#### The task:
Filter the lines below, copying only those with the string "message".

--- Entries shown ---

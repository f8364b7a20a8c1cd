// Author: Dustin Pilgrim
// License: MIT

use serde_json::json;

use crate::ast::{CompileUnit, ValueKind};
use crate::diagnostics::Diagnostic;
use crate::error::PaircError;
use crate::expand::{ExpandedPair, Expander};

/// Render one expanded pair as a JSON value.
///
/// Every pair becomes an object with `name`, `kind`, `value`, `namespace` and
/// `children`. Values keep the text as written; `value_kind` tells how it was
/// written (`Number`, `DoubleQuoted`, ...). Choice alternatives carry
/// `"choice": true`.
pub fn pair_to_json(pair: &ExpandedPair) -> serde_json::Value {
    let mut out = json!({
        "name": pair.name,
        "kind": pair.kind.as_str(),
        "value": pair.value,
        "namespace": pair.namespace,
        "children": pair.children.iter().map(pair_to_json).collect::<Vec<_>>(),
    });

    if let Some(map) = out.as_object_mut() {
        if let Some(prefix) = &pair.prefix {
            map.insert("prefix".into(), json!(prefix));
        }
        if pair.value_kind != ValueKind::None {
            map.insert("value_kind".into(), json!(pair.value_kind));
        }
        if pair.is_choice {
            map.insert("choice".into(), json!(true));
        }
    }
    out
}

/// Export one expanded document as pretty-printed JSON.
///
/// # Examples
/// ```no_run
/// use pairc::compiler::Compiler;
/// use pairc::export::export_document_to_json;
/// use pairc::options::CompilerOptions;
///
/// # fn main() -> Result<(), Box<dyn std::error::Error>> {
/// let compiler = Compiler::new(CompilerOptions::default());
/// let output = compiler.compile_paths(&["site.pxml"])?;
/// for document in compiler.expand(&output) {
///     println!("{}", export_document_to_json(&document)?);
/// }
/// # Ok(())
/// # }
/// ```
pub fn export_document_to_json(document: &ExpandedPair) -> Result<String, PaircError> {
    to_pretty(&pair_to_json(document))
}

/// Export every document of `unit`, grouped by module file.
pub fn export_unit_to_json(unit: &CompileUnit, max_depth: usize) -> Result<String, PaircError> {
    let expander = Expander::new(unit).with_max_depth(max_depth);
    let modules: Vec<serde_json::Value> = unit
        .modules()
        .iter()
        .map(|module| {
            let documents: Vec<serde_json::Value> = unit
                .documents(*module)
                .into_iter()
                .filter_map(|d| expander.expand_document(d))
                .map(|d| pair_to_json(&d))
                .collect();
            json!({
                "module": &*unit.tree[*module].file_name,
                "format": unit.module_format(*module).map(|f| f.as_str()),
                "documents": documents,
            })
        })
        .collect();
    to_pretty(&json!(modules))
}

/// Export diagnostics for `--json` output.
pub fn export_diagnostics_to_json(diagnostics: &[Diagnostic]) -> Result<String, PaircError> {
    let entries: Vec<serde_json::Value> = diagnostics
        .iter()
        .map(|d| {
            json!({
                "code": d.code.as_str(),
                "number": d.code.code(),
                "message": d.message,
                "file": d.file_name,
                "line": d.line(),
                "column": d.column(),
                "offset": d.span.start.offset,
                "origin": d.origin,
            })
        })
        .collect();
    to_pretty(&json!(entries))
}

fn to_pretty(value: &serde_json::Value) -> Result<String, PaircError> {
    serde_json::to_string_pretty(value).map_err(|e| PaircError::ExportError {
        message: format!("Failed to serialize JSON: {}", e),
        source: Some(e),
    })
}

---
--- Entries shown ---

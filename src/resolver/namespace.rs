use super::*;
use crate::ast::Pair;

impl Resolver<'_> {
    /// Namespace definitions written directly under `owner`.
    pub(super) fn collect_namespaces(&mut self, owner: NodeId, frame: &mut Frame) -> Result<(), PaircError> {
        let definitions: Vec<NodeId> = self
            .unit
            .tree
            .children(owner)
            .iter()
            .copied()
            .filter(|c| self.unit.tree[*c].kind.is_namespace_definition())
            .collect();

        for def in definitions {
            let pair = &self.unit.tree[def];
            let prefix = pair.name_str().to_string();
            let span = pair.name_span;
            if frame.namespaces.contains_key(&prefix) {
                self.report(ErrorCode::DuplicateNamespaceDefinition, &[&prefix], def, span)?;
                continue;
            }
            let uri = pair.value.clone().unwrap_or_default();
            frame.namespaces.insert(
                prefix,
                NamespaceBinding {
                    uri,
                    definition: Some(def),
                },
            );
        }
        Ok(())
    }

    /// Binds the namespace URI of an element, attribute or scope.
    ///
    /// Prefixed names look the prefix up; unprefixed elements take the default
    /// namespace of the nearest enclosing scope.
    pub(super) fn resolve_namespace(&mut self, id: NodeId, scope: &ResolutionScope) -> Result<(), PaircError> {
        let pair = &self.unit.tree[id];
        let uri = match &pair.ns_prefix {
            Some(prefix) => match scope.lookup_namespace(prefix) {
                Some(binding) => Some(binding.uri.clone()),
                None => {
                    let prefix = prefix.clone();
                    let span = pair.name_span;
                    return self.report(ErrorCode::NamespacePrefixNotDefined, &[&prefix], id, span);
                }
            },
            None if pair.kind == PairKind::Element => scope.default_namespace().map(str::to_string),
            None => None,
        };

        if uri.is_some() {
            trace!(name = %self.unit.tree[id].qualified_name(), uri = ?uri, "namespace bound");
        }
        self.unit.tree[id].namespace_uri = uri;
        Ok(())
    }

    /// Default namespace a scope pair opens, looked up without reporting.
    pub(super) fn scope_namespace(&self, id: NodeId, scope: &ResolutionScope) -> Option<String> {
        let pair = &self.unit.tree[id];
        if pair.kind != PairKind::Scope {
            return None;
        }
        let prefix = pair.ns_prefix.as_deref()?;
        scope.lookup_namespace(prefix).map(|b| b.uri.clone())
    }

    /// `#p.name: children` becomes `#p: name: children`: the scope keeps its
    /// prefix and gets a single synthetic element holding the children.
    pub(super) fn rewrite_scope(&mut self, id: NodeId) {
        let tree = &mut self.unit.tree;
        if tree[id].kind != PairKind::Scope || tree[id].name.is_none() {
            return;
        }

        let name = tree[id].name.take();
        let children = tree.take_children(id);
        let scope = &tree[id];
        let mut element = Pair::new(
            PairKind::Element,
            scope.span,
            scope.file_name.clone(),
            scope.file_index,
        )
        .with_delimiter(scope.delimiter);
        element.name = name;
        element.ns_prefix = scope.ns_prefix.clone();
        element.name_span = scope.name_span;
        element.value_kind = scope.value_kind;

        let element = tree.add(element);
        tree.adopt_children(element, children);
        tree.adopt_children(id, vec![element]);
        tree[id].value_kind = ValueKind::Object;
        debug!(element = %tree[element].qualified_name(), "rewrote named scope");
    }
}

---
--- Entries shown ---

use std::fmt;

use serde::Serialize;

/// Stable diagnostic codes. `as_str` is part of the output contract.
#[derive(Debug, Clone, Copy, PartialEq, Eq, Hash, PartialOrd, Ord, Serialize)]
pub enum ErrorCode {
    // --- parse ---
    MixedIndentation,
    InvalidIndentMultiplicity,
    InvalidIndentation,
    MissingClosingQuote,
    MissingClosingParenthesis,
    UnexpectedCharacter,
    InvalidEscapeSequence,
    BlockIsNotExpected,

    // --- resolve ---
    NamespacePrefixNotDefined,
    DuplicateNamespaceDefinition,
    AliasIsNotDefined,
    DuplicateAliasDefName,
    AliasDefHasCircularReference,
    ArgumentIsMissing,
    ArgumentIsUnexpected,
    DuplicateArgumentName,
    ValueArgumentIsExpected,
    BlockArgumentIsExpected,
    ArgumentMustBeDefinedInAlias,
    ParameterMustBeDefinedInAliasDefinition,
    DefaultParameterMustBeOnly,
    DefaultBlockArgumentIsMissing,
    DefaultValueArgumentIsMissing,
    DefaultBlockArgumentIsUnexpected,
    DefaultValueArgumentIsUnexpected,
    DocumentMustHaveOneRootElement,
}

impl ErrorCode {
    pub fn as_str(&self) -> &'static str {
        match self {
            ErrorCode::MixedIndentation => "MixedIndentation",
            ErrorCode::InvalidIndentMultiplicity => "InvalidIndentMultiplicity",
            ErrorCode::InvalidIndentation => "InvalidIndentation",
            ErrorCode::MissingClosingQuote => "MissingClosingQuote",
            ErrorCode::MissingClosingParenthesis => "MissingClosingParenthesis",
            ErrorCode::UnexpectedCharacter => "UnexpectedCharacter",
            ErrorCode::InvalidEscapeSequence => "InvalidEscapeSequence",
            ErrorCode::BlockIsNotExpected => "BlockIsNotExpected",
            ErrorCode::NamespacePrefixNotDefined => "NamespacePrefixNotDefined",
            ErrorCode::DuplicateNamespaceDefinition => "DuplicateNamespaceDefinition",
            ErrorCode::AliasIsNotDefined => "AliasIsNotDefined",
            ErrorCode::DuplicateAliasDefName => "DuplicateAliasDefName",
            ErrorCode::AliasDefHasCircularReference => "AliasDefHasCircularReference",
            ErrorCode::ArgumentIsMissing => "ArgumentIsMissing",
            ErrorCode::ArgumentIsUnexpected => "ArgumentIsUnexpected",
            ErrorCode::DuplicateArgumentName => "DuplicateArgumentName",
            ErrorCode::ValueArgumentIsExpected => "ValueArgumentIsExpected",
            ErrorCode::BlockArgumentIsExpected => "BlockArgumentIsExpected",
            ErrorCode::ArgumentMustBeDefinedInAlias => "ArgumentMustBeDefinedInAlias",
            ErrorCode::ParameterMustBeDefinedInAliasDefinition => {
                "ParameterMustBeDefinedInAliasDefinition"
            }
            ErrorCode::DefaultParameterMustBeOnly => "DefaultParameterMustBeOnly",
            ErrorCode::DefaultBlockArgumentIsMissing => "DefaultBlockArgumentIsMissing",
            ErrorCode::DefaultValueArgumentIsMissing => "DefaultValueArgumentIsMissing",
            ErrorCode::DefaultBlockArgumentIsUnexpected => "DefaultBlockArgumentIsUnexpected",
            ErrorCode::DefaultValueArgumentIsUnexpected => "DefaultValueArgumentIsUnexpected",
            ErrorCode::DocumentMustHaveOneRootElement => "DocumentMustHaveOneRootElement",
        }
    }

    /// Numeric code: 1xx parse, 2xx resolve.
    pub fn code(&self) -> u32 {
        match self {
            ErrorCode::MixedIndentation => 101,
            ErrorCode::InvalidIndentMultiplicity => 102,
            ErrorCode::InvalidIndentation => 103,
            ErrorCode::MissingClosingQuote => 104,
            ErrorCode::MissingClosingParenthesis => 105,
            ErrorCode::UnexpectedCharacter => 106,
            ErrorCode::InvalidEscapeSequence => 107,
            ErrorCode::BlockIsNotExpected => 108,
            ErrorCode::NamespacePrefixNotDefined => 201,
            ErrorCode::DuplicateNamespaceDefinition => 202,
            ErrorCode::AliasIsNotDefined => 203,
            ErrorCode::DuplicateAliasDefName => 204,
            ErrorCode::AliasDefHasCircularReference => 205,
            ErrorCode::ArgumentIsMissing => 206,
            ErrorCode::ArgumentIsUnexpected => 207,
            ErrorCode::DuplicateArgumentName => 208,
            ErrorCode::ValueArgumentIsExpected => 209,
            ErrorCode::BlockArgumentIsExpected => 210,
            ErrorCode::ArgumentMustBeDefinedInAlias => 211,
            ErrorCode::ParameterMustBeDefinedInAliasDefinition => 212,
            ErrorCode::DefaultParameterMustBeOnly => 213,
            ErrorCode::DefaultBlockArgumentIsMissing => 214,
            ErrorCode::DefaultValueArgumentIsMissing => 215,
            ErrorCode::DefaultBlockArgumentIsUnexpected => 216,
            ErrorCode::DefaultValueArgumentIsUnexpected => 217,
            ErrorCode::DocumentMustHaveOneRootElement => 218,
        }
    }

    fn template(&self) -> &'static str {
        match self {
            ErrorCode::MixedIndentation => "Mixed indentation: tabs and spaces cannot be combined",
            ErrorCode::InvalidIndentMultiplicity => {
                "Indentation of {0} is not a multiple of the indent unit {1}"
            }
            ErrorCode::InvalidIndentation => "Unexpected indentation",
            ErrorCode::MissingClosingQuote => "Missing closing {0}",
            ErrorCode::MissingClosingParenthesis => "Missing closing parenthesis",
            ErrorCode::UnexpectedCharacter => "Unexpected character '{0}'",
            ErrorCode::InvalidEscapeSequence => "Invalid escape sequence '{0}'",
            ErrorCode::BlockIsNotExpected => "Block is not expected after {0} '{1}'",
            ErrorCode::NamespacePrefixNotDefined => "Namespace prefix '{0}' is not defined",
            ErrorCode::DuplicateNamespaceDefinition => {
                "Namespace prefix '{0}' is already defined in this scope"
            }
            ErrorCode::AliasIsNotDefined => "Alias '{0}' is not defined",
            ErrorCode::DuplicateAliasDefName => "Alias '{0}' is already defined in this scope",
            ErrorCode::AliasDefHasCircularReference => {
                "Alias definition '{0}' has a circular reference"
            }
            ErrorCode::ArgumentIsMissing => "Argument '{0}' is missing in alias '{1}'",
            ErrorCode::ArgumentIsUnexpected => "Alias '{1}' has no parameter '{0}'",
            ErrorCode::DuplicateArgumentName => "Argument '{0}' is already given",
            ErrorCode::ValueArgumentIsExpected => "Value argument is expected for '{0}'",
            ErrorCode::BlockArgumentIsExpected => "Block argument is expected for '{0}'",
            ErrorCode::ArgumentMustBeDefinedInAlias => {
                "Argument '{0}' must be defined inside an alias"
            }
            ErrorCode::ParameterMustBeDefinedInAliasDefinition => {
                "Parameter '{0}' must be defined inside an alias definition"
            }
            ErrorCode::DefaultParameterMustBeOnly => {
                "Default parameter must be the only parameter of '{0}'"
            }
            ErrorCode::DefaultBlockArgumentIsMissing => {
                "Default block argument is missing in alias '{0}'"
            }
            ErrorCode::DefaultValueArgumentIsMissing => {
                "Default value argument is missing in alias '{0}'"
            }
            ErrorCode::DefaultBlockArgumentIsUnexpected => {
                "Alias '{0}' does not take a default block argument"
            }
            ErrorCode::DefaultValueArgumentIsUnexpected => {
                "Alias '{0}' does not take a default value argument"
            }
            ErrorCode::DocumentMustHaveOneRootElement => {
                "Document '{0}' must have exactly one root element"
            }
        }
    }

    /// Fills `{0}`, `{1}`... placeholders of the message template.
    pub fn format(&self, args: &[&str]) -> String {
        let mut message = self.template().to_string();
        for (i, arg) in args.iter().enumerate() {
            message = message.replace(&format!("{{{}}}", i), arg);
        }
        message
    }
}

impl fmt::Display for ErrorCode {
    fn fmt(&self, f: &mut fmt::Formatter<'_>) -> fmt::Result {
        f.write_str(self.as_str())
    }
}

---

#### Response box:
                "message": d.message,
        message: format!("Failed to serialize JSON: {}", e),
    /// Fills `{0}`, `{1}`... placeholders of the message template.
        let mut message = self.template().to_string();
            message = message.replace(&format!("{{{}}}", i), arg);
        message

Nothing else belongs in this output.